REQUIREMENT:
From the line with "ColumnData::Date(v) => ColumnData::Date(indices.iter().map(|&i|" through the line with "impl From<Vec<DateTime<Utc>>> for", inclusive, return each line of the data below exactly and leave the rest out.

EXERCISE DATA:

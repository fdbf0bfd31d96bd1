// SPDX-License-Identifier: AGPL-3.0-or-later
// Copyright (c) 2025 ReifyDB

use chrono::{DateTime, NaiveDate, Utc};
use serde::{Deserialize, Serialize};

use crate::{
	error::diagnostic::{internal::internal, table::malformed_batch},
	return_error,
	value::{Type, Value},
};

/// Typed, contiguous storage for one column.
#[derive(Debug, Clone, PartialEq, Serialize, Deserialize)]
#[serde(tag = "type", content = "values")]
pub enum ColumnData {
	#[serde(rename = "integer")]
	Int(Vec<i64>),
	#[serde(rename = "float")]
	Float(Vec<f64>),
	#[serde(rename = "string")]
	Utf8(Vec<String>),
	#[serde(rename = "boolean")]
	Boolean(Vec<bool>),
	#[serde(rename = "datetime")]
	DateTime(Vec<DateTime<Utc>>),
	#[serde(rename = "date")]
	Date(Vec<NaiveDate>),
}

impl ColumnData {
	pub fn with_capacity(ty: Type, capacity: usize) -> Self {
		match ty {
			Type::Int => ColumnData::Int(Vec::with_capacity(capacity)),
			Type::Float => ColumnData::Float(Vec::with_capacity(capacity)),
			Type::Utf8 => ColumnData::Utf8(Vec::with_capacity(capacity)),
			Type::Boolean => ColumnData::Boolean(Vec::with_capacity(capacity)),
			Type::DateTime => ColumnData::DateTime(Vec::with_capacity(capacity)),
			Type::Date => ColumnData::Date(Vec::with_capacity(capacity)),
		}
	}

	pub fn get_type(&self) -> Type {
		match self {
			ColumnData::Int(_) => Type::Int,
			ColumnData::Float(_) => Type::Float,
			ColumnData::Utf8(_) => Type::Utf8,
			ColumnData::Boolean(_) => Type::Boolean,
			ColumnData::DateTime(_) => Type::DateTime,
			ColumnData::Date(_) => Type::Date,
		}
	}

	pub fn len(&self) -> usize {
		match self {
			ColumnData::Int(v) => v.len(),
			ColumnData::Float(v) => v.len(),
			ColumnData::Utf8(v) => v.len(),
			ColumnData::Boolean(v) => v.len(),
			ColumnData::DateTime(v) => v.len(),
			ColumnData::Date(v) => v.len(),
		}
	}

	pub fn is_empty(&self) -> bool {
		self.len() == 0
	}

	/// Returns the value at `idx`. Panics when out of bounds, like slice indexing.
	pub fn get_value(&self, idx: usize) -> Value {
		match self {
			ColumnData::Int(v) => Value::Int(v[idx]),
			ColumnData::Float(v) => Value::Float(v[idx]),
			ColumnData::Utf8(v) => Value::Utf8(v[idx].clone()),
			ColumnData::Boolean(v) => Value::Boolean(v[idx]),
			ColumnData::DateTime(v) => Value::DateTime(v[idx]),
			ColumnData::Date(v) => Value::Date(v[idx]),
		}
	}

	pub fn iter(&self) -> impl Iterator<Item = Value> + '_ {
		(0..self.len()).map(|idx| self.get_value(idx))
	}

	pub fn push_value(&mut self, value: Value) -> crate::Result<()> {
		match (self, value) {
			(ColumnData::Int(v), Value::Int(x)) => v.push(x),
			(ColumnData::Float(v), Value::Float(x)) => v.push(x),
			(ColumnData::Float(v), Value::Int(x)) => v.push(x as f64),
			(ColumnData::Utf8(v), Value::Utf8(x)) => v.push(x),
			(ColumnData::Boolean(v), Value::Boolean(x)) => v.push(x),
			(ColumnData::DateTime(v), Value::DateTime(x)) => v.push(x),
			(ColumnData::Date(v), Value::Date(x)) => v.push(x),
			(column, value) => {
				return_error!(internal(format!(
					"cannot push {} value into {} column",
					value.get_type(),
					column.get_type()
				)))
			}
		}
		Ok(())
	}

	/// Overwrites the value at `idx`. Panics when out of bounds.
	pub fn set_value(&mut self, idx: usize, value: Value) -> crate::Result<()> {
		match (self, value) {
			(ColumnData::Int(v), Value::Int(x)) => v[idx] = x,
			(ColumnData::Float(v), Value::Float(x)) => v[idx] = x,
			(ColumnData::Float(v), Value::Int(x)) => v[idx] = x as f64,
			(ColumnData::Utf8(v), Value::Utf8(x)) => v[idx] = x,
			(ColumnData::Boolean(v), Value::Boolean(x)) => v[idx] = x,
			(ColumnData::DateTime(v), Value::DateTime(x)) => v[idx] = x,
			(ColumnData::Date(v), Value::Date(x)) => v[idx] = x,
			(column, value) => {
				return_error!(internal(format!(
					"cannot store {} value in {} column",
					value.get_type(),
					column.get_type()
				)))
			}
		}
		Ok(())
	}

	/// Appends all values of `other`, which must have the same type.
	pub fn extend(&mut self, other: &ColumnData) -> crate::Result<()> {
		match (self, other) {
			(ColumnData::Int(l), ColumnData::Int(r)) => l.extend_from_slice(r),
			(ColumnData::Float(l), ColumnData::Float(r)) => l.extend_from_slice(r),
			(ColumnData::Utf8(l), ColumnData::Utf8(r)) => l.extend_from_slice(r),
			(ColumnData::Boolean(l), ColumnData::Boolean(r)) => l.extend_from_slice(r),
			(ColumnData::DateTime(l), ColumnData::DateTime(r)) => l.extend_from_slice(r),
			(ColumnData::Date(l), ColumnData::Date(r)) => l.extend_from_slice(r),
			(l, r) => {
				return_error!(internal(format!(
					"cannot extend {} column with {} values",
					l.get_type(),
					r.get_type()
				)))
			}
		}
		Ok(())
	}

	/// Gathers the values at `indices`, in that order.
	pub fn take(&self, indices: &[usize]) -> ColumnData {
		match self {
			ColumnData::Int(v) => ColumnData::Int(indices.iter().map(|&i| v[i]).collect()),
			ColumnData::Float(v) => ColumnData::Float(indices.iter().map(|&i| v[i]).collect()),
			ColumnData::Utf8(v) => ColumnData::Utf8(indices.iter().map(|&i| v[i].clone()).collect()),
			ColumnData::Boolean(v) => ColumnData::Boolean(indices.iter().map(|&i| v[i]).collect()),
			ColumnData::DateTime(v) => ColumnData::DateTime(indices.iter().map(|&i| v[i]).collect()),
			ColumnData::Date(v) => ColumnData::Date(indices.iter().map(|&i| v[i]).collect()),
		}
	}

	/// Builds a column of type `ty` from a JSON array.
	pub fn from_json(column: &str, ty: Type, json: &serde_json::Value) -> crate::Result<ColumnData> {
		let Some(items) = json.as_array() else {
			return_error!(malformed_batch(format!("column '{}' must be an array", column)));
		};

		let mut data = ColumnData::with_capacity(ty, items.len());
		for item in items {
			data.push_value(Value::from_json(column, ty, item)?)?;
		}
		Ok(data)
	}
}

impl From<Vec<i64>> for ColumnData {
	fn from(values: Vec<i64>) -> Self {
		ColumnData::Int(values)
	}
}

impl From<Vec<f64>> for ColumnData {
	fn from(values: Vec<f64>) -> Self {
		ColumnData::Float(values)
	}
}

impl From<Vec<String>> for ColumnData {
	fn from(values: Vec<String>) -> Self {
		ColumnData::Utf8(values)
	}
}

impl From<Vec<&str>> for ColumnData {
	fn from(values: Vec<&str>) -> Self {
		ColumnData::Utf8(values.into_iter().map(str::to_string).collect())
	}
}

impl From<Vec<bool>> for ColumnData {
	fn from(values: Vec<bool>) -> Self {
		ColumnData::Boolean(values)
	}
}

impl From<Vec<DateTime<Utc>>> for ColumnData {
	fn from(values: Vec<DateTime<Utc>>) -> Self {
		ColumnData::DateTime(values)
	}
}

impl From<Vec<NaiveDate>> for ColumnData {
	fn from(values: Vec<NaiveDate>) -> Self {
		ColumnData::Date(values)
	}
}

WRITTEN ANSWER:
			ColumnData::Date(v) => ColumnData::Date(indices.iter().map(|&i| v[i]).collect()),
		}
	}

	/// Builds a column of type `ty` from a JSON array.
	pub fn from_json(column: &str, ty: Type, json: &serde_json::Value) -> crate::Result<ColumnData> {
		let Some(items) = json.as_array() else {
			return_error!(malformed_batch(format!("column '{}' must be an array", column)));
		};

		let mut data = ColumnData::with_capacity(ty, items.len());
		for item in items {
			data.push_value(Value::from_json(column, ty, item)?)?;
		}
		Ok(data)
	}
}

impl From<Vec<i64>> for ColumnData {
	fn from(values: Vec<i64>) -> Self {
		ColumnData::Int(values)
	}
}

impl From<Vec<f64>> for ColumnData {
	fn from(values: Vec<f64>) -> Self {
		ColumnData::Float(values)
	}
}

impl From<Vec<String>> for ColumnData {
	fn from(values: Vec<String>) -> Self {
		ColumnData::Utf8(values)
	}
}

impl From<Vec<&str>> for ColumnData {
	fn from(values: Vec<&str>) -> Self {
		ColumnData::Utf8(values.into_iter().map(str::to_string).collect())
	}
}

impl From<Vec<bool>> for ColumnData {
	fn from(values: Vec<bool>) -> Self {
		ColumnData::Boolean(values)
	}
}

impl From<Vec<DateTime<Utc>>> for ColumnData {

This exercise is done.